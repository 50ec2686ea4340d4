#![forbid(unsafe_code)]

pub mod confirm;
pub mod error;
pub mod guide_service;
pub mod progress;

pub use confirm::{AlwaysConfirm, Confirm, NeverConfirm, RESET_PROMPT};
pub use error::GuideLoadError;
pub use guide_service::{load_guide, parse_guide};
pub use progress::{ProgressStats, StepProgressStore, StepView};
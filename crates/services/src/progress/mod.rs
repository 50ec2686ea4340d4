mod stats;
mod store;
mod view;

// Public API of the progress subsystem.
pub use stats::ProgressStats;
pub use store::StepProgressStore;
pub use view::StepView;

━━━━

### Task
In full and without alteration, transcribe the listing above.

### Written answer
repository 50ec2686ea4340d4
#![forbid(unsafe_code)]

pub mod confirm;
pub mod error;
pub mod guide_service;
pub mod progress;

pub use confirm::{AlwaysConfirm, Confirm, NeverConfirm, RESET_PROMPT};
pub use error::GuideLoadError;
pub use guide_service::{load_guide, parse_guide};
pub use progress::{ProgressStats, StepProgressStore, StepView};
filename crates/services/src/progress/mod.rs
repository 50ec2686ea4340d4
mod stats;
mod store;
mod view;

// Public API of the progress subsystem.
pub use stats::ProgressStats;
pub use store::StepProgressStore;
pub use view::StepView;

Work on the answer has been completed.